Natürlich; ich weiß, wann es passiert ist: damals, in der sechsten Klasse; Ashley hat es gemerkt und hat mir eine Spur aus riesigen Brotkrumen gelegt, damit ich es auch ja bemerke, damit ich an ihrer Seite stehe und die grausame Last ihrer Entdeckung mit ihr trage, die Ungeheuerlichkeit, dass unsere Eltern nicht nur ihre Ehepartner, sondern ihre ganze Familie betrogen. Stattdessen habe ich die Brotkrumen achtlos beiseitegeschoben, bin barfuß durchs grüne Gras gehopst, fröhlich, sorgenfrei und völlig ahnungslos. Kein Wunder, dass sie mich gehasst hat. Ich hätte mich auch gehasst.

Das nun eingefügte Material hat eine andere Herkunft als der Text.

//! Inventory Probe
//!
//! Enumerates local block devices from sysfs and enriches each candidate
//! with filesystem, mount, and symlink details via `lsblk` and `udevadm`.
//! The probe is the only component that touches the host directly; everything
//! downstream works from the [`DeviceDescriptor`] list it produces.

use crate::error::{Error, Result};
use crate::exec::Executor;
use crate::inventory::device::{DeviceDescriptor, DeviceType};
use std::collections::HashMap;
use std::fs;
use std::path::{Path, PathBuf};
use std::sync::Arc;
use tracing::{debug, info, warn};

// =============================================================================
// Probe Configuration
// =============================================================================

/// Configuration for the inventory probe
#[derive(Debug, Clone)]
pub struct ProbeConfig {
    /// Include loopback devices
    pub include_loopback: bool,
    /// Minimum device size to include (bytes)
    pub min_size_bytes: u64,
    /// Path to sysfs (for testing)
    pub sysfs_path: PathBuf,
}

impl Default for ProbeConfig {
    fn default() -> Self {
        Self {
            include_loopback: false,
            min_size_bytes: 1_000_000_000,
            sysfs_path: PathBuf::from("/sys"),
        }
    }
}

// =============================================================================
// Inventory Probe
// =============================================================================

/// Scans local block devices and builds descriptors for the provisioner.
pub struct InventoryProbe {
    config: ProbeConfig,
    executor: Arc<dyn Executor>,
}

impl InventoryProbe {
    pub fn new(config: ProbeConfig, executor: Arc<dyn Executor>) -> Self {
        Self { config, executor }
    }

    /// Discover all local block devices.
    pub async fn discover(&self) -> Result<Vec<DeviceDescriptor>> {
        let block_path = self.config.sysfs_path.join("class/block");
        if !block_path.exists() {
            return Err(Error::HardwareDiscovery(
                "block device sysfs not found".into(),
            ));
        }

        let mut devices = Vec::new();

        for entry in fs::read_dir(&block_path)? {
            let entry = entry?;
            let name = entry.file_name().to_string_lossy().to_string();

            if !self.should_include_device(&name) {
                continue;
            }

            match self.probe_device(&entry.path(), &name).await {
                Ok(device) => {
                    // Whole-disk minimum size; partitions are kept so their
                    // parents can be judged for exclusive ownership.
                    if device.parent.is_empty() && device.size_bytes < self.config.min_size_bytes {
                        debug!("skipping {}: below minimum size", name);
                        continue;
                    }
                    devices.push(device);
                }
                Err(e) => {
                    warn!("failed to probe device {}: {}", name, e);
                }
            }
        }

        devices.sort_by(|a, b| a.name.cmp(&b.name));
        info!("discovered {} block devices", devices.len());
        Ok(devices)
    }

    /// Build the descriptor for one device.
    async fn probe_device(&self, sysfs_path: &Path, name: &str) -> Result<DeviceDescriptor> {
        // Structural facts come from sysfs.
        let sectors: u64 = self
            .read_sysfs_attr(sysfs_path, "size")?
            .trim()
            .parse()
            .map_err(|_| Error::HardwareDiscovery(format!("invalid size for {name}")))?;
        let size_bytes = sectors * 512;

        let rotational = self
            .read_sysfs_attr(sysfs_path, "queue/rotational")
            .map(|v| v.trim() == "1")
            .unwrap_or(false);
        let read_only = self
            .read_sysfs_attr(sysfs_path, "ro")
            .map(|v| v.trim() == "1")
            .unwrap_or(false);
        let is_partition = sysfs_path.join("partition").exists();
        let has_children = self.has_children(sysfs_path, name);

        // Filesystem, mount point, and parentage come from lsblk.
        let props = self.lsblk_properties(name).await?;
        let filesystem = props.get("FSTYPE").cloned().unwrap_or_default();
        let mountpoint = props.get("MOUNTPOINT").cloned().unwrap_or_default();
        let parent = props
            .get("PKNAME")
            .map(|p| p.trim_start_matches("/dev/").to_string())
            .unwrap_or_default();

        let device_type = if is_partition {
            DeviceType::Part
        } else {
            match props.get("TYPE").map(String::as_str) {
                Some(t) => DeviceType::parse(t),
                None if rotational => DeviceType::Disk,
                None => DeviceType::Ssd,
            }
        };

        let (stable_id, dev_links) = self.udev_identity(name).await;

        Ok(DeviceDescriptor {
            name: name.to_string(),
            stable_id,
            dev_links,
            size_bytes,
            rotational,
            read_only,
            empty: filesystem.is_empty() && !has_children,
            filesystem,
            mountpoint,
            device_type,
            parent,
            has_children,
        })
    }

    /// Query `lsblk` for one device, parsed from `KEY="value"` pairs.
    async fn lsblk_properties(&self, name: &str) -> Result<HashMap<String, String>> {
        let args: Vec<String> = [
            &format!("/dev/{name}"),
            "--bytes",
            "--nodeps",
            "--pairs",
            "--output",
            "SIZE,ROTA,RO,TYPE,PKNAME,NAME,KNAME,MOUNTPOINT,FSTYPE",
        ]
        .iter()
        .map(|s| s.to_string())
        .collect();

        let output = self.executor.execute("lsblk", &args).await?;
        Ok(parse_key_value_pairs(&output))
    }

    /// Stable identifier and symlink list via udev, best effort.
    async fn udev_identity(&self, name: &str) -> (String, Vec<String>) {
        let args: Vec<String> = ["info", "--query=property", &format!("/dev/{name}")]
            .iter()
            .map(|s| s.to_string())
            .collect();

        let output = match self.executor.execute("udevadm", &args).await {
            Ok(o) => o,
            Err(e) => {
                debug!("udevadm lookup failed for {}: {}", name, e);
                return (String::new(), Vec::new());
            }
        };

        let mut stable_id = String::new();
        let mut dev_links = Vec::new();
        for line in output.lines() {
            if let Some(serial) = line.strip_prefix("ID_SERIAL=") {
                stable_id = serial.trim().to_string();
            } else if let Some(links) = line.strip_prefix("DEVLINKS=") {
                dev_links = links.split_whitespace().map(|s| s.to_string()).collect();
            }
        }
        (stable_id, dev_links)
    }

    /// Whether the device has partitions or holders under it.
    fn has_children(&self, sysfs_path: &Path, name: &str) -> bool {
        let holders = sysfs_path.join("holders");
        if let Ok(mut entries) = fs::read_dir(&holders) {
            if entries.next().is_some() {
                return true;
            }
        }

        // Child partitions appear as subdirectories named after the parent.
        if let Ok(entries) = fs::read_dir(sysfs_path) {
            for entry in entries.flatten() {
                let child = entry.file_name().to_string_lossy().to_string();
                if child != name && child.starts_with(name) {
                    return true;
                }
            }
        }
        false
    }

    fn should_include_device(&self, name: &str) -> bool {
        if !self.config.include_loopback && name.starts_with("loop") {
            return false;
        }
        if name.starts_with("ram") || name.starts_with("zram") || name.starts_with("md") {
            return false;
        }
        if name.starts_with("dm-") {
            return false;
        }
        true
    }

    fn read_sysfs_attr(&self, base_path: &Path, attr: &str) -> Result<String> {
        let path = base_path.join(attr);
        fs::read_to_string(&path)
            .map_err(|e| Error::HardwareDiscovery(format!("failed to read {}: {}", path.display(), e)))
    }
}

/// Parse `KEY="value"` pairs as emitted by `lsblk --pairs`.
fn parse_key_value_pairs(output: &str) -> HashMap<String, String> {
    let mut props = HashMap::new();
    for token in output.split_whitespace() {
        let Some((key, quoted)) = token.split_once('=') else {
            continue;
        };
        let value = quoted.trim_matches('"');
        if !value.is_empty() {
            props.insert(key.to_string(), value.to_string());
        }
    }
    props
}

#[cfg(test)]
mod tests {
    use super::*;
    use crate::exec::test_support::MockExecutor;
    use std::fs;
    use tempfile::TempDir;

    fn write_sysfs_device(root: &Path, name: &str, sectors: u64, rotational: bool) {
        let dev = root.join("class/block").join(name);
        fs::create_dir_all(&dev).unwrap();
        fs::write(dev.join("size"), sectors.to_string()).unwrap();
        fs::create_dir_all(dev.join("queue")).unwrap();
        fs::write(
            dev.join("queue/rotational"),
            if rotational { "1" } else { "0" },
        )
        .unwrap();
        fs::write(dev.join("ro"), "0").unwrap();
    }

    fn lsblk_line(name: &str, fstype: &str, devtype: &str) -> String {
        format!(
            "SIZE=\"107374182400\" ROTA=\"1\" RO=\"0\" TYPE=\"{devtype}\" PKNAME=\"\" \
             NAME=\"/dev/{name}\" KNAME=\"/dev/{name}\" MOUNTPOINT=\"\" FSTYPE=\"{fstype}\""
        )
    }

    fn probe_with(root: &TempDir, exec: MockExecutor) -> InventoryProbe {
        let config = ProbeConfig {
            sysfs_path: root.path().to_path_buf(),
            min_size_bytes: 0,
            ..Default::default()
        };
        InventoryProbe::new(config, Arc::new(exec))
    }

    #[test]
    fn test_parse_key_value_pairs() {
        let props = parse_key_value_pairs(
            "SIZE=\"100\" TYPE=\"disk\" FSTYPE=\"\" MOUNTPOINT=\"\" PKNAME=\"\"",
        );
        assert_eq!(props.get("SIZE").unwrap(), "100");
        assert_eq!(props.get("TYPE").unwrap(), "disk");
        // Empty values are dropped rather than kept as empty strings.
        assert!(!props.contains_key("FSTYPE"));
    }

    #[tokio::test]
    async fn test_discover_builds_descriptors() {
        let root = TempDir::new().unwrap();
        write_sysfs_device(root.path(), "sda", 209715200, true);
        write_sysfs_device(root.path(), "sdb", 209715200, false);

        let exec = MockExecutor::new(|cmd, args| match cmd {
            "lsblk" => {
                let name = args[0].trim_start_matches("/dev/").to_string();
                let fstype = if name == "sdb" { "ext4" } else { "" };
                Ok(lsblk_line(&name, fstype, "disk"))
            }
            "udevadm" => Ok("ID_SERIAL=WD-1234\nDEVLINKS=/dev/disk/by-id/wwn-0x5000\n".into()),
            other => panic!("unexpected command {other}"),
        });

        let probe = probe_with(&root, exec);
        let devices = probe.discover().await.unwrap();

        assert_eq!(devices.len(), 2);
        let sda = &devices[0];
        assert_eq!(sda.name, "sda");
        assert_eq!(sda.size_bytes, 209715200 * 512);
        assert!(sda.rotational);
        assert!(sda.empty);
        assert_eq!(sda.stable_id, "WD-1234");
        assert_eq!(sda.dev_links, vec!["/dev/disk/by-id/wwn-0x5000"]);
        assert!(sda.is_available_for_osd());

        let sdb = &devices[1];
        assert_eq!(sdb.filesystem, "ext4");
        assert!(!sdb.empty);
        assert!(!sdb.is_available_for_osd());
    }

    #[tokio::test]
    async fn test_partition_gets_parent_and_type() {
        let root = TempDir::new().unwrap();
        write_sysfs_device(root.path(), "sda1", 2097152, true);
        fs::write(
            root.path().join("class/block/sda1").join("partition"),
            "1",
        )
        .unwrap();

        let exec = MockExecutor::new(|cmd, _| match cmd {
            "lsblk" => Ok(
                "SIZE=\"1073741824\" ROTA=\"1\" RO=\"0\" TYPE=\"part\" PKNAME=\"/dev/sda\" \
                 NAME=\"/dev/sda1\" KNAME=\"/dev/sda1\" MOUNTPOINT=\"\" FSTYPE=\"\""
                    .into(),
            ),
            _ => Ok(String::new()),
        });

        let probe = probe_with(&root, exec);
        let devices = probe.discover().await.unwrap();
        assert_eq!(devices.len(), 1);
        assert_eq!(devices[0].device_type, DeviceType::Part);
        assert_eq!(devices[0].parent, "sda");
        assert!(!devices[0].is_available_for_osd());
    }

    #[tokio::test]
    async fn test_pseudo_devices_excluded() {
        let root = TempDir::new().unwrap();
        write_sysfs_device(root.path(), "loop0", 209715200, false);
        write_sysfs_device(root.path(), "ram0", 209715200, false);
        write_sysfs_device(root.path(), "dm-0", 209715200, false);

        let probe = probe_with(&root, MockExecutor::ok());
        let devices = probe.discover().await.unwrap();
        assert!(devices.is_empty());
    }

    #[tokio::test]
    async fn test_device_with_partitions_not_empty() {
        let root = TempDir::new().unwrap();
        write_sysfs_device(root.path(), "sda", 209715200, true);
        fs::create_dir_all(root.path().join("class/block/sda/sda1")).unwrap();

        let exec = MockExecutor::new(|cmd, _| match cmd {
            "lsblk" => Ok(lsblk_line("sda", "", "disk")),
            _ => Ok(String::new()),
        });

        let probe = probe_with(&root, exec);
        let devices = probe.discover().await.unwrap();
        assert!(devices[0].has_children);
        assert!(!devices[0].empty);
    }
}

«Nicht lange», sagt er zögernd, straft sich selbst damit Lügen, gesteht seine Schuld. «Es war ein Fehler.» Seine ausgestreckten Hände flehen mich an, ihn nicht zu verurteilen.
«Und Darcy wusste es? Darcy wusste es?» Meine Stimme ist zorniges Flüstern. Ich möchte sie nicht aufwecken, aber ihn würde ich am liebsten schütteln und erwürgen oder ihn hier, mitten auf der Intensivstation, mit einem Faustschlag niederstrecken.
Seine Schultern fangen an zu beben, dann der Oberkörper, und dann brechen sich all seine angestauten Seelenqualen endlich Bahn. Es interessiert mich nicht. Es ist mir scheißegal. Er steht zitternd und heulend vor mir, und ich schwöre mir, das war’s! Ich werde ihn nie wieder entschuldigen, keine einzige Sekunde meines Lebens mehr, ich werde ihn nicht beschützen, ich werde ihm keinen Rat mehr geben, und wenn er heute nach Hause fährt, zwei Liter Wodka in sich reinkippt und an seiner eigenen Kotze erstickt, dann ist es mir auch egal.
Er will etwas sagen, doch heftige Schluchzer ersticken die Worte in seiner Kehle. Und dann, als es nicht mehr schlimmer kommen kann, taucht auf einmal Ashley hinter ihm auf, die Augen rot verquollen, und sagt: «Sie ist gestorben.»
Die nächste verlassene Tochter, die der Welt allein entgegentreten muss.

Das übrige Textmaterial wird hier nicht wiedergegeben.